I nodded, and she filled my mug. She looked at the boy, who said nothing. She filled his, too and went away. He watched her go.
A busboy came through the swinging kitchen doors carrying a plastic tub. He paused at our table and clapped me on the shoulder, grinning. “Hi there, captain,” he said. “No pie tonight. Sorry.” He went off to clear the table next to ours. We were the only customers. It was so warm inside that condensation had formed around the edges of the windows.
The boy looked across at me, “So you know everybody in this place?”
“Pretty much.”
He gave his little snort, then asked, “There menus or something?” His voice was higher and gentler than it had been on the street.
“Don’t need one,” I said.
Edith came out of the kitchen with a tray and set bowls of soup in front of each of us and a basket of cracker packets in between.

“Appreciate it,” I said.
“You bet. This your grandson?”
I shook my head. She looked him over and smiled some more.
“Well,” she said. “I’d just assumed.” She went back through the kitchen’s swinging doors.
I watched the boy stir his soup until he asked, “This like minestrone?”
I shrugged, “Something with vegetables, it seems. Usually is.”
I watched him take a sip and lick his lips. He was thin, almost waifish. I opened a package of crackers and crumbled them into my soup.
“My grandpa used to do that,” he said.
I nodded, “Must be an old guy thing.”
He made what appeared to be the beginning of a smile, then turned back quickly to his soup. We ate in silence while Glenn tabulated receipts on his stool and the snow fell outside. A southbound train, the last of the night and a long freight, went by a few blocks away.
As we were finishing, a man in an apron and culinary cap appeared in the little window between the counter and kitchen and called, “Thanks for dropping off my watch this morning, Ernie.” He lifted his wrist to show the watch. “Works great now.”
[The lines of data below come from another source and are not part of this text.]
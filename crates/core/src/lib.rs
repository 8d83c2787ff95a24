//! CodeAsk Core
//!
//! Foundational types for the CodeAsk Desktop workspace. This crate has no
//! dependency on application-level code (storage, LLM providers, etc.).
//!
//! ## Module Organization
//!
//! - `error` - Core error types (`CoreError`, `CoreResult`)
//! - `tree` - File tree arena with extension filtering and hierarchical selection
//! - `batch` - Chunked, order-preserving batch scheduler

pub mod batch;
pub mod error;
pub mod tree;

// ── Error Types ────────────────────────────────────────────────────────
pub use error::{CoreError, CoreResult};

// ── File Tree ──────────────────────────────────────────────────────────
pub use tree::{FileNode, FilterRules, NodeKind, SelectableFileNode, SelectionTree};

// ── Batch Scheduling ───────────────────────────────────────────────────
pub use batch::{run_batched, BatchOutcome, BatchScheduler};
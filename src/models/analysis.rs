//! Analysis Models
//!
//! Two-stage analysis definitions and the results a run produces.

use serde::{Deserialize, Serialize};

/// Model and prompt for one stage
#[derive(Debug, Clone, Default, PartialEq, Eq, Serialize, Deserialize)]
#[serde(rename_all = "camelCase")]
pub struct StageConfig {
    /// Id of the model binding used for this stage
    pub model_ref: String,
    /// System prompt, sent verbatim
    pub prompt: String,
}

impl StageConfig {
    pub fn new(model_ref: impl Into<String>, prompt: impl Into<String>) -> Self {
        Self {
            model_ref: model_ref.into(),
            prompt: prompt.into(),
        }
    }
}

/// A named analysis: per-file stage followed by a summary stage
#[derive(Debug, Clone, PartialEq, Eq, Serialize, Deserialize)]
#[serde(rename_all = "camelCase")]
pub struct AnalysisDefinition {
    #[serde(default)]
    pub id: String,
    pub name: String,
    /// Discovered from a project's sidecar rather than owned locally
    #[serde(default)]
    pub is_project_scoped: bool,
    /// Per-file stage
    pub stage1: StageConfig,
    /// Summary stage over all per-file results
    pub stage2: StageConfig,
}

impl AnalysisDefinition {
    pub fn new(name: impl Into<String>, stage1: StageConfig, stage2: StageConfig) -> Self {
        Self {
            id: String::new(),
            name: name.into(),
            is_project_scoped: false,
            stage1,
            stage2,
        }
    }

    /// Portable copy stored alongside results in the sidecar
    pub fn snapshot(&self) -> AnalysisSnapshot {
        AnalysisSnapshot {
            name: self.name.clone(),
            stage1: self.stage1.clone(),
            stage2: self.stage2.clone(),
        }
    }

    /// Rebuild a project-scoped definition from a sidecar entry
    pub fn from_snapshot(id: impl Into<String>, snapshot: AnalysisSnapshot) -> Self {
        Self {
            id: id.into(),
            name: snapshot.name,
            is_project_scoped: true,
            stage1: snapshot.stage1,
            stage2: snapshot.stage2,
        }
    }
}

/// Definition data embedded in a stored result
#[derive(Debug, Clone, PartialEq, Eq, Serialize, Deserialize)]
#[serde(rename_all = "camelCase")]
pub struct AnalysisSnapshot {
    pub name: String,
    pub stage1: StageConfig,
    pub stage2: StageConfig,
}

/// Partial update of an analysis definition
#[derive(Debug, Clone, Default, Serialize, Deserialize)]
#[serde(rename_all = "camelCase")]
pub struct AnalysisDefinitionPatch {
    pub name: Option<String>,
    pub stage1: Option<StageConfig>,
    pub stage2: Option<StageConfig>,
}

impl AnalysisDefinitionPatch {
    pub fn apply_to(self, definition: &mut AnalysisDefinition) {
        if let Some(name) = self.name {
            definition.name = name;
        }
        if let Some(stage1) = self.stage1 {
            definition.stage1 = stage1;
        }
        if let Some(stage2) = self.stage2 {
            definition.stage2 = stage2;
        }
    }
}

/// Outcome of processing one file
#[derive(Debug, Clone, Copy, PartialEq, Eq, Serialize, Deserialize)]
#[serde(rename_all = "lowercase")]
pub enum FileStatus {
    Success,
    Error,
}

impl std::fmt::Display for FileStatus {
    fn fmt(&self, f: &mut std::fmt::Formatter<'_>) -> std::fmt::Result {
        match self {
            FileStatus::Success => write!(f, "success"),
            FileStatus::Error => write!(f, "error"),
        }
    }
}

/// Result for one file of one run
#[derive(Debug, Clone, PartialEq, Eq, Serialize, Deserialize)]
#[serde(rename_all = "camelCase")]
pub struct PerFileResult {
    /// Path relative to the project root, `/`-separated
    pub relative_path: String,
    /// Sanitized model output, or the error message
    pub content: String,
    /// SHA-256 of the file content; empty when it could not be computed
    pub content_hash: String,
    pub status: FileStatus,
}

impl PerFileResult {
    pub fn success(
        relative_path: impl Into<String>,
        content: impl Into<String>,
        content_hash: impl Into<String>,
    ) -> Self {
        Self {
            relative_path: relative_path.into(),
            content: content.into(),
            content_hash: content_hash.into(),
            status: FileStatus::Success,
        }
    }

    pub fn error(
        relative_path: impl Into<String>,
        message: impl Into<String>,
        content_hash: impl Into<String>,
    ) -> Self {
        Self {
            relative_path: relative_path.into(),
            content: message.into(),
            content_hash: content_hash.into(),
            status: FileStatus::Error,
        }
    }

    pub fn is_success(&self) -> bool {
        self.status == FileStatus::Success
    }
}

/// Stored result of one analysis run; one per analysis id, last run wins
#[derive(Debug, Clone, PartialEq, Eq, Serialize, Deserialize)]
#[serde(rename_all = "camelCase")]
pub struct AnalysisResult {
    pub analysis_id: String,
    #[serde(default)]
    pub per_file_results: Vec<PerFileResult>,
    #[serde(default)]
    pub summary_text: String,
    #[serde(rename = "completedAtEpochMs", default)]
    pub completed_at_ms: i64,
    /// Set when the summary stage failed and stage-1 results were kept
    #[serde(default, skip_serializing_if = "Option::is_none")]
    pub summary_error: Option<String>,
    /// Definition that produced this result
    #[serde(default, skip_serializing_if = "Option::is_none")]
    pub definition: Option<AnalysisSnapshot>,
}

impl AnalysisResult {
    pub fn error_count(&self) -> usize {
        self.per_file_results.iter().filter(|r| !r.is_success()).count()
    }

    pub fn success_count(&self) -> usize {
        self.per_file_results.iter().filter(|r| r.is_success()).count()
    }

    /// Whether the summary stage produced text
    pub fn has_summary(&self) -> bool {
        self.summary_error.is_none()
    }
}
I gave him a thumbs-up, and he laughed, then disappeared. When I looked over, the boy was studying me. “You fix watches?”
“Used to.”
“You fixed his.”
I nodded.
“For free?”
“Yep.”
“Why?”
“Wanted to, I guess,” I paused. “Because I could.”
He shook his head, gave another of those snorts. Edith came back out of the kitchen and over to our table. She put a check upside down under my mug and took our bowls away. The boy and I looked down at the check and then at each other. “So,” I said. “You have my wallet. Guess you’re going to have to pay.” I waited a few seconds, then added, “Unless you want to give it back.”
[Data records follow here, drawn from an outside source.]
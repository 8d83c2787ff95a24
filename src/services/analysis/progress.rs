//! Progress Reporting
//!
//! Maps per-file completion counts onto one visible 0-100 range. The
//! per-file stage owns the first `stage1_share` percent, the summary the rest.

use serde::{Deserialize, Serialize};

/// Stage a progress event belongs to
#[derive(Debug, Clone, Copy, PartialEq, Eq, Serialize, Deserialize)]
#[serde(rename_all = "camelCase")]
pub enum AnalysisStage {
    Stage1,
    Stage2,
    Done,
}

/// Progress event delivered to the caller
#[derive(Debug, Clone, PartialEq, Serialize, Deserialize)]
#[serde(rename_all = "camelCase")]
pub struct AnalysisProgress {
    pub stage: AnalysisStage,
    pub percent: f64,
    pub completed_files: usize,
    pub total_files: usize,
}

/// Split of the progress range between the two stages
#[derive(Debug, Clone, Copy, PartialEq)]
pub struct ProgressSplit {
    stage1_share: f64,
}

impl Default for ProgressSplit {
    fn default() -> Self {
        Self::new(90.0)
    }
}

impl ProgressSplit {
    /// Clamped to `[0, 100]`
    pub fn new(stage1_share: f64) -> Self {
        Self {
            stage1_share: stage1_share.clamp(0.0, 100.0),
        }
    }

    pub fn stage1_share(&self) -> f64 {
        self.stage1_share
    }

    /// Percent after `completed` of `total` files. An empty run sits at the
    /// end of stage 1.
    pub fn stage1_percent(&self, completed: usize, total: usize) -> f64 {
        if total == 0 {
            return self.stage1_share;
        }
        (completed.min(total) as f64 / total as f64) * self.stage1_share
    }

    pub fn stage1(&self, completed: usize, total: usize) -> AnalysisProgress {
        AnalysisProgress {
            stage: AnalysisStage::Stage1,
            percent: self.stage1_percent(completed, total),
            completed_files: completed,
            total_files: total,
        }
    }

    pub fn stage2_started(&self, total: usize) -> AnalysisProgress {
        AnalysisProgress {
            stage: AnalysisStage::Stage2,
            percent: self.stage1_share,
            completed_files: total,
            total_files: total,
        }
    }

    pub fn done(&self, total: usize) -> AnalysisProgress {
        AnalysisProgress {
            stage: AnalysisStage::Done,
            percent: 100.0,
            completed_files: total,
            total_files: total,
        }
    }
}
He held my gaze for a moment and then looked outside. There wasn’t much traffic. The snow had stopped falling. He tilted his head my way, reached down, and pushed the wallet across to me. I nodded and put some money under the check. There were three twenty-dollar bills left in the wallet. I took those out and set them next to boy’s untouched mug before replacing it in my pocket.
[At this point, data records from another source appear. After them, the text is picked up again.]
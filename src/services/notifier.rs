//! User Notifications
//!
//! Non-blocking, toast-style messages emitted by long-running services. Each
//! per-file failure, a summary failure and a completed run produce one
//! notification apiece.

use std::sync::Mutex;

use serde::{Deserialize, Serialize};
use tokio::sync::mpsc;
use tracing::{error, info, warn};

/// Severity of a notification
#[derive(Debug, Clone, Copy, PartialEq, Eq, Serialize, Deserialize)]
#[serde(rename_all = "lowercase")]
pub enum NotificationLevel {
    Info,
    Warning,
    Error,
}

/// One discrete user-visible message
#[derive(Debug, Clone, PartialEq, Eq, Serialize, Deserialize)]
pub struct Notification {
    pub level: NotificationLevel,
    pub title: String,
    pub message: String,
}

impl Notification {
    pub fn info(title: impl Into<String>, message: impl Into<String>) -> Self {
        Self {
            level: NotificationLevel::Info,
            title: title.into(),
            message: message.into(),
        }
    }

    pub fn warning(title: impl Into<String>, message: impl Into<String>) -> Self {
        Self {
            level: NotificationLevel::Warning,
            title: title.into(),
            message: message.into(),
        }
    }

    pub fn error(title: impl Into<String>, message: impl Into<String>) -> Self {
        Self {
            level: NotificationLevel::Error,
            title: title.into(),
            message: message.into(),
        }
    }
}

/// Sink for notifications. Implementations must not block.
pub trait Notifier: Send + Sync {
    fn notify(&self, notification: Notification);
}

/// Writes notifications to the tracing log
#[derive(Debug, Default, Clone)]
pub struct TracingNotifier;

impl Notifier for TracingNotifier {
    fn notify(&self, n: Notification) {
        match n.level {
            NotificationLevel::Info => info!(title = %n.title, "{}", n.message),
            NotificationLevel::Warning => warn!(title = %n.title, "{}", n.message),
            NotificationLevel::Error => error!(title = %n.title, "{}", n.message),
        }
    }
}

/// Forwards notifications to an unbounded channel, for a UI event loop
#[derive(Debug, Clone)]
pub struct ChannelNotifier {
    tx: mpsc::UnboundedSender<Notification>,
}

impl ChannelNotifier {
    pub fn new() -> (Self, mpsc::UnboundedReceiver<Notification>) {
        let (tx, rx) = mpsc::unbounded_channel();
        (Self { tx }, rx)
    }
}

impl Notifier for ChannelNotifier {
    fn notify(&self, notification: Notification) {
        // receiver gone: nobody is listening any more
        let _ = self.tx.send(notification);
    }
}

/// Keeps every notification in memory
#[derive(Debug, Default)]
pub struct CollectingNotifier {
    items: Mutex<Vec<Notification>>,
}

impl CollectingNotifier {
    pub fn new() -> Self {
        Self::default()
    }

    pub fn notifications(&self) -> Vec<Notification> {
        self.items.lock().map(|v| v.clone()).unwrap_or_default()
    }

    pub fn count(&self, level: NotificationLevel) -> usize {
        self.notifications()
            .iter()
            .filter(|n| n.level == level)
            .count()
    }
}

impl Notifier for CollectingNotifier {
    fn notify(&self, notification: Notification) {
        if let Ok(mut items) = self.items.lock() {
            items.push(notification);
        }
    }
}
He looked at the money, then at me. Perhaps a half-dozen seconds passed before he said, “Thanks.”
“Doesn’t come free. It’s in exchange for something.”
“That so?”
I nodded, “The knife.”

He gave another one of his snorts, shook his head, and looked outside again. The condensation had spread towards the center of the window, so there wasn’t much to see. But he looked out of it for a while. Finally, without turning from the window, he took the knife out of his sweatshirt and pushed it over to me. It had been closed shut. I put it in the same pocket as my wallet.
I said, “Son, anytime you need a meal, you come here. I’ll make arrangements with Glenn before I leave.”
The boy still didn’t look my way, but I could see his shoulders shaking a little. He wiped his nose with the back of his hand. Then he made another snort, shook his head again, picked up the money I’d given him, and slid out of the booth. He left quickly, the doors jingling behind him. I saw Glenn glance up after him from his stool.
I didn’t see the boy pass the front of the diner, so he must have gone in a different direction. Somewhere in the cold night. Somewhere I’d never understand. Somewhere I hoped things would change for him.
Edith came back to the table with the decanter and refilled my mug. After she left, I put my hands over it to feel the steam. From the kitchen, I heard the busboy’s animated voice followed by an explosion of laughter, and then a radio was turned on. Channels were changed until one was settled upon that was playing old standards.

The song was a ballad I recognized from my youth, but like so many other things, I couldn’t remember the singer’s name. I thought of all the mistakes I’d made back then, but there were too many of those to recall as well.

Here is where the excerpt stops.